**Task instructions**
Look through the entries. Copy each line that has the word "exchange".

*** Exercise inputs

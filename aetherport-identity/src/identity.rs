use std::{fmt, sync::Arc};

use chrono::Utc;
use hkdf::Hkdf;
use sha2::Sha256;

use crate::{CaPool, Certificate, Error};

/// A node's identity: its private key, its certificate, the pool of CAs it
/// trusts, and material derived from all three.
///
/// The pre-shared keys guard the session handshake: one is derived per trusted
/// CA (HKDF-SHA256 over the CA's signature), with the key for the identity's
/// own CA placed first so initiators lead with it. The payload is the
/// marshalled certificate, sent to the peer inside the handshake.
///
/// The private key lives here and nowhere else; it is not printed by the
/// [`fmt::Debug`] impl and never serialized.
pub struct Identity {
    key: Vec<u8>,
    cert: Certificate,
    pool: Arc<CaPool>,
    psks: Vec<[u8; 32]>,
    payload: Vec<u8>,
}

impl Identity {
    /// Binds a private key and certificate to a CA pool. The certificate's own
    /// CA must be present in the pool.
    pub fn new(key: Vec<u8>, cert: Certificate, pool: Arc<CaPool>) -> Result<Identity, Error> {
        let payload = cert.marshal()?;
        let psks = derive_preshared_keys(&cert, &pool)?;

        Ok(Identity {
            key,
            cert,
            pool,
            psks,
            payload,
        })
    }

    /// The derived pre-shared keys, the identity's own CA first.
    pub fn preshared_keys(&self) -> &[[u8; 32]] {
        &self.psks
    }

    /// The marshalled certificate, used as the handshake payload.
    pub fn payload(&self) -> &[u8] {
        &self.payload
    }

    pub fn private_key(&self) -> &[u8] {
        &self.key
    }

    pub fn certificate(&self) -> &Certificate {
        &self.cert
    }

    pub fn ca_pool(&self) -> &Arc<CaPool> {
        &self.pool
    }

    /// Unmarshals a peer's handshake payload and verifies the certificate
    /// against the trusted pool at the current instant.
    pub fn validate_peer(&self, payload: &[u8]) -> Result<Certificate, Error> {
        let cert = Certificate::unmarshal(payload)?;
        cert.verify(Utc::now(), &self.pool)?;
        Ok(cert)
    }
}

impl fmt::Debug for Identity {
    fn fmt(&self, f: &mut fmt::Formatter<'_>) -> fmt::Result {
        f.debug_struct("Identity")
            .field("cert", &self.cert.details.name)
            .field("cas", &self.pool.len())
            .finish_non_exhaustive()
    }
}

fn derive_preshared_keys(cert: &Certificate, pool: &CaPool) -> Result<Vec<[u8; 32]>, Error> {
    let own_ca = pool.resolve_issuer(cert)?;
    let own_fingerprint = &cert.details.issuer;

    let mut psks = Vec::with_capacity(pool.len());
    psks.push(derive_psk(own_ca));
    for (fingerprint, ca) in pool.cas() {
        if fingerprint != own_fingerprint {
            psks.push(derive_psk(ca));
        }
    }

    Ok(psks)
}

fn derive_psk(ca: &Certificate) -> [u8; 32] {
    let mut psk = [0u8; 32];
    Hkdf::<Sha256>::new(None, &ca.signature)
        .expand(&[], &mut psk)
        .expect("32 bytes is a valid HKDF-SHA256 output length");
    psk
}
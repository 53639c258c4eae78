//! Peer-to-peer TCP tunnels over WebRTC.
//!
//! Two hosts, an egress (holding local listeners) and an ingress (holding the
//! remote services), prove their identities to each other with aetherport
//! certificates, exchange SDP and ICE over an encrypted signalling channel,
//! and then multiplex TCP connections over WebRTC data channels. When the two
//! cannot reach each other to signal directly, a beacon rendezvous server
//! bridges them.
//!
//! The layers, bottom up:
//!
//! - [`messenger`]: length-prefixed message framing and the Noise-encrypted
//!   messenger that authenticates both ends (see [`aetherport_identity`]).
//! - [`signal`]: SDP offer/answer and ICE candidate exchange over a messenger
//!   or over the terminal.
//! - [`peer`] and [`channel`]: the WebRTC peer connection and the adaptation
//!   of its data channels into backpressured byte streams.
//! - [`proxy`]: the egress and ingress data planes, one multiplexer session
//!   ([`aetherport_mux`]) per forwarded endpoint.
//! - [`beacon`]: the rendezvous relay and its client side.

pub mod beacon;
pub mod channel;
mod endpoint;
mod error;
pub mod messenger;
pub mod peer;
pub mod proxy;
pub mod relay;
pub mod signal;

pub use endpoint::{Endpoint, EndpointAuthorizer};
pub use error::Error;
use thiserror::Error;

/// Everything that can go wrong while decoding, signing or verifying
/// certificate material.
#[derive(Error, Debug, Clone, PartialEq, Eq)]
pub enum Error {
    #[error("certificate is expired")]
    Expired,

    #[error("certificate is not a CA")]
    NotCa,

    #[error("certificate is not self-signed")]
    NotSelfSigned,

    #[error("no issuer in certificate")]
    NoIssuer,

    #[error("could not find a CA for the certificate")]
    IssuerNotFound,

    #[error("certificate signature did not match")]
    SignatureMismatch,

    #[error("certificate has been blocked")]
    Blocklisted,

    #[error("certificate validity exceeds that of the signing certificate")]
    DateContainment,

    #[error("certificate name does not comply with IDNA2008: {0}")]
    Idna(String),

    #[error("public key was {0} bytes, expected 32")]
    PublicKeyLength(usize),

    #[error("invalid key material: {0}")]
    InvalidKeyMaterial(String),

    #[error("invalid certificate: {0}")]
    Decode(String),

    #[error("cannot marshal certificate: {0}")]
    Encode(String),

    #[error("invalid PEM block: {0}")]
    Pem(String),

    #[error("invalid label: {0}")]
    Label(String),
}
#[derive(Clone, PartialEq, Message)]
struct RawCertificateDetails {
    #[prost(string, tag = "1")]
    name: String,
    #[prost(string, repeated, tag = "2")]
    labels: Vec<String>,
    #[prost(int64, tag = "3")]
    not_before: i64,
    #[prost(int64, tag = "4")]
    not_after: i64,
    #[prost(bytes = "vec", tag = "5")]
    public_key: Vec<u8>,
    #[prost(bool, tag = "6")]
    is_ca: bool,
    #[prost(bytes = "vec", tag = "7")]
    issuer: Vec<u8>,
}

#[derive(Clone, PartialEq, Message)]
struct RawCertificate {
    #[prost(message, optional, tag = "1")]
    details: Option<RawCertificateDetails>,
    #[prost(bytes = "vec", tag = "2")]
    signature: Vec<u8>,
}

******

**Result of this task**
//! certificates, exchange SDP and ICE over an encrypted signalling channel,
//! - [`signal`]: SDP offer/answer and ICE candidate exchange over a messenger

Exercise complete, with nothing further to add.